Les systèmes nationaux de santés ont dû se mettre en conformité avec les grands principes de liberté de circulation des personnes, des services et des biens, principes à l’origine de la reconnaissance des diplômes, puis du droit d’exercice et d’installation des professionnels de santé dans tous les États membres. De même, les soins transfrontaliers permettent aux patients de se faire soigner, sous certaines conditions, dans un autre État membre, et les ordonnances, aujourd’hui manuelles et demain électroniques, y sont acceptées comme dans leur pays d’origine. Le Parlement européen a toujours plaidé pour un renforcement des politiques de santé, d’autant que les Européens soutiennent largement cet objectif. Pour lui, la santé et l’environnement sont étroitement liés, une vision qu’il défendait bien avant qu’elle ne s’impose dans tous les États. De même, il s’est toujours prononcé pour le renforcement des droits des patients et la prise en compte de leurs opinions. Cette vision influe sur la manière dont le Parlement étudie et amende les règlements présentés par la Commission ou le Conseil, et se retrouve aussi dans les rapports d’initiative, non contraignants, qu’il présente sur des sujets de santé, ainsi que sur ses choix concernant la répartition des financements accordés à la recherche.

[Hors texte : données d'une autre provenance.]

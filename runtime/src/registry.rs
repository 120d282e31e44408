//! Correlation registry.
//!
//! Maps the correlation key of every outstanding request to the one-shot slot
//! its caller is waiting on. The dispatcher registers an entry per request and
//! the response consumer fulfills it; entries for unrelated requests never
//! contend on a shared lock.
//!
//! An entry lives exactly as long as its [`PendingRequest`]: dropping the
//! pending request (after a reply, a timeout, or a failed publish) removes the
//! entry, so a reply arriving later finds nothing and is discarded.

use dashmap::DashMap;
use shardlink_core::response::ResponseOutcome;
use std::sync::Arc;
use std::sync::atomic::{AtomicU64, Ordering};
use std::time::Duration;
use tokio::sync::oneshot;

/// Outstanding requests keyed by correlation key.
#[derive(Debug, Default)]
pub struct CorrelationRegistry {
    pending: DashMap<String, oneshot::Sender<ResponseOutcome>>,
    counter: AtomicU64,
}

impl CorrelationRegistry {
    /// Create an empty registry.
    #[must_use]
    pub fn new() -> Self {
        Self::default()
    }

    /// Register a new request under a fresh correlation key (`req-<n>`).
    ///
    /// Keys come from a strictly increasing counter and are never reused for
    /// the lifetime of the registry.
    #[must_use]
    pub fn register(self: &Arc<Self>) -> PendingRequest {
        let key = format!("req-{}", self.counter.fetch_add(1, Ordering::Relaxed) + 1);
        let (sender, receiver) = oneshot::channel();
        self.pending.insert(key.clone(), sender);

        PendingRequest {
            key,
            receiver,
            registry: Arc::clone(self),
        }
    }

    /// Deliver `outcome` to the request registered under `key`.
    ///
    /// Returns `false` if no such request is waiting, which happens when the
    /// reply arrives after the request timed out.
    pub fn fulfill(&self, key: &str, outcome: ResponseOutcome) -> bool {
        match self.pending.remove(key) {
            Some((_, sender)) => sender.send(outcome).is_ok(),
            None => false,
        }
    }

    /// Whether a request is waiting under `key`.
    #[must_use]
    pub fn contains(&self, key: &str) -> bool {
        self.pending.contains_key(key)
    }

    /// Number of requests currently waiting.
    #[must_use]
    pub fn len(&self) -> usize {
        self.pending.len()
    }

    /// Whether no request is waiting.
    #[must_use]
    pub fn is_empty(&self) -> bool {
        self.pending.is_empty()
    }
}

/// A registered request awaiting its reply.
///
/// Removes its registry entry when dropped.
#[derive(Debug)]
pub struct PendingRequest {
    key: String,
    receiver: oneshot::Receiver<ResponseOutcome>,
    registry: Arc<CorrelationRegistry>,
}

impl PendingRequest {
    /// The correlation key to publish the request with.
    #[must_use]
    pub fn key(&self) -> &str {
        &self.key
    }

    /// Wait up to `timeout` for the reply.
    ///
    /// Returns `None` if nothing arrived in time. Either way the registry
    /// entry is gone once this returns.
    pub async fn wait(mut self, timeout: Duration) -> Option<ResponseOutcome> {
        match tokio::time::timeout(timeout, &mut self.receiver).await {
            Ok(Ok(outcome)) => Some(outcome),
            Ok(Err(_)) | Err(_) => None,
        }
    }
}

impl Drop for PendingRequest {
    fn drop(&mut self) {
        self.registry.pending.remove(&self.key);
    }
}

#[cfg(test)]
#[allow(clippy::unwrap_used)]
mod tests {
    use super::*;
    use std::collections::HashSet;

    #[test]
    fn keys_are_sequential_and_unique() {
        let registry = Arc::new(CorrelationRegistry::new());
        let first = registry.register();
        let second = registry.register();

        assert_eq!(first.key(), "req-1");
        assert_eq!(second.key(), "req-2");
        assert_eq!(registry.len(), 2);
    }

    #[tokio::test]
    async fn fulfilled_request_receives_outcome() {
        let registry = Arc::new(CorrelationRegistry::new());
        let pending = registry.register();
        let key = pending.key().to_string();

        assert!(registry.fulfill(&key, ResponseOutcome::NotFound));
        assert_eq!(
            pending.wait(Duration::from_secs(1)).await,
            Some(ResponseOutcome::NotFound)
        );
        assert!(registry.is_empty());
    }

    #[tokio::test]
    async fn timed_out_request_is_removed() {
        let registry = Arc::new(CorrelationRegistry::new());
        let pending = registry.register();
        let key = pending.key().to_string();

        assert_eq!(pending.wait(Duration::from_millis(10)).await, None);
        assert!(!registry.contains(&key));
        assert!(!registry.fulfill(&key, ResponseOutcome::Success("late".to_string())));
    }

    #[test]
    fn dropping_the_request_removes_the_entry() {
        let registry = Arc::new(CorrelationRegistry::new());
        let pending = registry.register();
        let key = pending.key().to_string();
        drop(pending);
        assert!(!registry.contains(&key));
    }

    #[test]
    fn second_fulfill_is_ignored() {
        let registry = Arc::new(CorrelationRegistry::new());
        let pending = registry.register();
        let key = pending.key().to_string();

        assert!(registry.fulfill(&key, ResponseOutcome::NotFound));
        assert!(!registry.fulfill(&key, ResponseOutcome::NotFound));
    }

    #[tokio::test]
    async fn concurrent_registrations_never_collide() {
        let registry = Arc::new(CorrelationRegistry::new());
        let mut tasks = Vec::new();
        for _ in 0..8 {
            let registry = Arc::clone(&registry);
            tasks.push(tokio::spawn(async move {
                (0..100).map(|_| registry.register()).collect::<Vec<_>>()
            }));
        }

        let mut keys = HashSet::new();
        let mut held = Vec::new();
        for task in tasks {
            for pending in task.await.unwrap() {
                assert!(keys.insert(pending.key().to_string()));
                held.push(pending);
            }
        }
        assert_eq!(registry.len(), 800);
    }
}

Les pharmaciens, soutien des programmes de santé européens
Globalement, les pharmaciens soutiennent les programmes de santé européens et se félicitent des campagnes de santé publique en cours. Ils sont représentés à Bruxelles par le « Groupement pharmaceutique de l’UE » réunissant les Ordres et les syndicats des États membres. Ce dernier constate d’ailleurs que la pandémie a contribué, dans toute l’Europe, à rendre les officinaux plus « visibles », et s’est traduite par le développement, voire la généralisation, de nouveaux services, en premier lieu les vaccinations et certains actes de prévention ou de soins.

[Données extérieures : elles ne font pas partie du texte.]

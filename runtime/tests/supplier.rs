//! Per-event memoization of lookups.

#![allow(clippy::unwrap_used)]

use serde::Deserialize;
use shardlink_core::context::EventContext;
use shardlink_core::routing::ShardId;
use shardlink_core::{RpcError, Snowflake};
use shardlink_runtime::{CacheClient, ClientConfig, ContextualSupplier};
use shardlink_testing::{FakeCacheWorker, InMemoryBroker, Reply, init_test_tracing};
use std::sync::Arc;
use std::sync::atomic::{AtomicBool, Ordering};
use std::time::Duration;

const GUILD: Snowflake = Snowflake::new(4 << 22);

#[derive(Debug, Clone, PartialEq, Deserialize)]
struct Member {
    nick: Option<String>,
}

async fn setup<F>(responder: F) -> (InMemoryBroker, FakeCacheWorker, CacheClient)
where
    F: Fn(&shardlink_core::request::RequestEnvelope) -> Reply + Send + Sync + 'static,
{
    init_test_tracing();
    let broker = InMemoryBroker::new();
    let config = ClientConfig::new(4).with_request_timeout(Duration::from_millis(200));
    let (client, _events) = CacheClient::start(Arc::new(broker.clone()), config)
        .await
        .unwrap();
    let shard = client.shard_for(GUILD);
    let worker = FakeCacheWorker::spawn(&broker, "cache", shard, responder).await.unwrap();
    (broker, worker, client)
}

fn context() -> EventContext {
    EventContext::new(Some(GUILD), ShardId::new(0), None)
}

#[tokio::test]
async fn repeated_lookups_in_one_context_reach_the_worker_once() {
    let (_broker, worker, client) =
        setup(|_| Reply::Plain(r#"{"nick":"bee"}"#.to_string())).await;
    let context = context();
    let supplier = ContextualSupplier::new(&client, &context);

    let first: Option<Member> = supplier.member(Snowflake::new(7)).await.unwrap();
    let second: Option<Member> = supplier.member(Snowflake::new(7)).await.unwrap();

    assert_eq!(first, Some(Member { nick: Some("bee".to_string()) }));
    assert_eq!(first, second);
    assert_eq!(worker.received().len(), 1);
}

#[tokio::test]
async fn concurrent_lookups_share_one_request() {
    let (_broker, worker, client) = setup(|_| {
        Reply::Plain(r#"{"nick":null}"#.to_string()).after(Duration::from_millis(30))
    })
    .await;
    let context = context();
    let supplier = ContextualSupplier::new(&client, &context);

    let (a, b): (Result<Option<Member>, RpcError>, Result<Option<Member>, RpcError>) =
        tokio::join!(supplier.member(Snowflake::new(7)), supplier.member(Snowflake::new(7)));

    assert_eq!(a.unwrap(), b.unwrap());
    assert_eq!(worker.received().len(), 1);
}

#[tokio::test]
async fn not_found_is_remembered() {
    let (_broker, worker, client) = setup(|_| Reply::NotFound).await;
    let context = context();
    let supplier = ContextualSupplier::new(&client, &context);

    let first: Option<Member> = supplier.member(Snowflake::new(7)).await.unwrap();
    let second: Option<Member> = supplier.member(Snowflake::new(7)).await.unwrap();

    assert_eq!((first, second), (None, None));
    assert_eq!(worker.received().len(), 1);
}

#[tokio::test]
async fn separate_contexts_do_not_share_results() {
    let (_broker, worker, client) =
        setup(|_| Reply::Plain(r#"{"nick":"bee"}"#.to_string())).await;

    for _ in 0..2 {
        let context = context();
        let supplier = ContextualSupplier::new(&client, &context);
        let _: Option<Member> = supplier.member(Snowflake::new(7)).await.unwrap();
    }

    assert_eq!(worker.received().len(), 2);
}

#[tokio::test]
async fn different_keys_are_looked_up_separately() {
    let (_broker, worker, client) = setup(|_| Reply::Plain("[]".to_string())).await;
    let context = context();
    let supplier = ContextualSupplier::new(&client, &context);

    let _: Option<Vec<Member>> = supplier.roles().await.unwrap();
    let _: Option<Vec<Member>> = supplier.channels().await.unwrap();
    let _: Option<Vec<Member>> = supplier.roles().await.unwrap();

    let tags: Vec<u16> = worker.received().iter().map(|r| r.envelope.type_tag).collect();
    assert_eq!(tags, vec![10, 6]);
}

#[tokio::test]
async fn failures_are_retried_on_the_next_lookup() {
    let fail = Arc::new(AtomicBool::new(true));
    let (_broker, worker, client) = setup({
        let fail = Arc::clone(&fail);
        move |_| {
            if fail.swap(false, Ordering::SeqCst) {
                Reply::Status("503".to_string())
            } else {
                Reply::Plain(r#"{"nick":"bee"}"#.to_string())
            }
        }
    })
    .await;
    let context = context();
    let supplier = ContextualSupplier::new(&client, &context);

    let first: Result<Option<Member>, RpcError> = supplier.member(Snowflake::new(7)).await;
    assert!(first.unwrap_err().is_remote());

    let second: Option<Member> = supplier.member(Snowflake::new(7)).await.unwrap();
    assert!(second.is_some());
    assert_eq!(worker.received().len(), 2);
}

#[tokio::test]
async fn guild_lookups_need_a_guild() {
    let (_broker, _worker, client) = setup(|_| Reply::NotFound).await;
    let context = EventContext::new(None, ShardId::new(0), None);
    let supplier = ContextualSupplier::new(&client, &context);

    let result: Result<Option<Member>, RpcError> = supplier.guild().await;
    assert!(matches!(result, Err(RpcError::Configuration(_))));
}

Toutefois, l’Europe reste aussi, voire d’abord, un grand espace économique fortement teinté de libéralisme, et le dogme de la libre circulation vient parfois percuter les réglementations nationales de nombreuses professions, dont la pharmacie. Les angles s’arrondissent souvent lors des conciliations et débats, mais les cas de blocage ne sont pas rares. L’UE n’apprécie guère les monopoles et tout ce qu’elle considère comme des entraves à la concurrence, et rappelle à l’ordre les États qui prennent selon elle des mesures « disproportionnées » pour protéger tel ou tel pan de leur économie. Les pharmaciens en savent quelque chose : pendant près de dix ans, ils ont eu à défendre la pertinence de leurs organisations nationales, en particulier les monopoles et les règles de propriété du capital, face aux requêtes lancées contre plusieurs pays par la Cour de Justice Européenne au nom de la concurrence et du Marché intérieur. Après des années de procédures, une jurisprudence a fini par s’imposer au profit des situations existantes. La Cour a maintes fois affirmé que certaines restrictions à l’achat, à la répartition ou au fonctionnement des officines constituent bien des entraves au droit européen, mais les tolère dans la mesure où elles sont nécessaires à la protection de la santé des citoyens. De plus, cette protection n’est pas seulement sanitaire, mais implique aussi de garantir un accès équitable au réseau pharmaceutique, y compris sur le plan géographique. Ce principe impose donc aux pharmaciens, ou aux autres professionnels concernés, de pouvoir justifier en permanence la nécessité de leurs statuts particuliers.
Le dogme de la libre circulation vient parfois percuter les réglementations nationales de nombreuses professions, dont la pharmacie
Il n’en reste pas moins que les pharmaciens restent vigilants face à ces procédures susceptibles de bouleverser en profondeur les structures et l’organisation de leur profession, d’autant que les juges européens, mêmes s’ils incarnent le droit qui s’applique à tous, n’ont pas la légitimité démocratique des députés. « Nous aimerions que l’on définisse plus clairement les limites de compétence entre l’Union et les États en ce qui concerne l’organisation du système de soins », expliquent à l’unisson les représentants des pharmaciens, des médecins et des dentistes. De même, ils souhaitent que l’Europe prenne conscience de l’importance et des spécificités des professions libérales indépendantes, et les aide à s’opposer à la financiarisation et à la déréglementation du système de santé, face auxquelles les patients n’ont rien à gagner.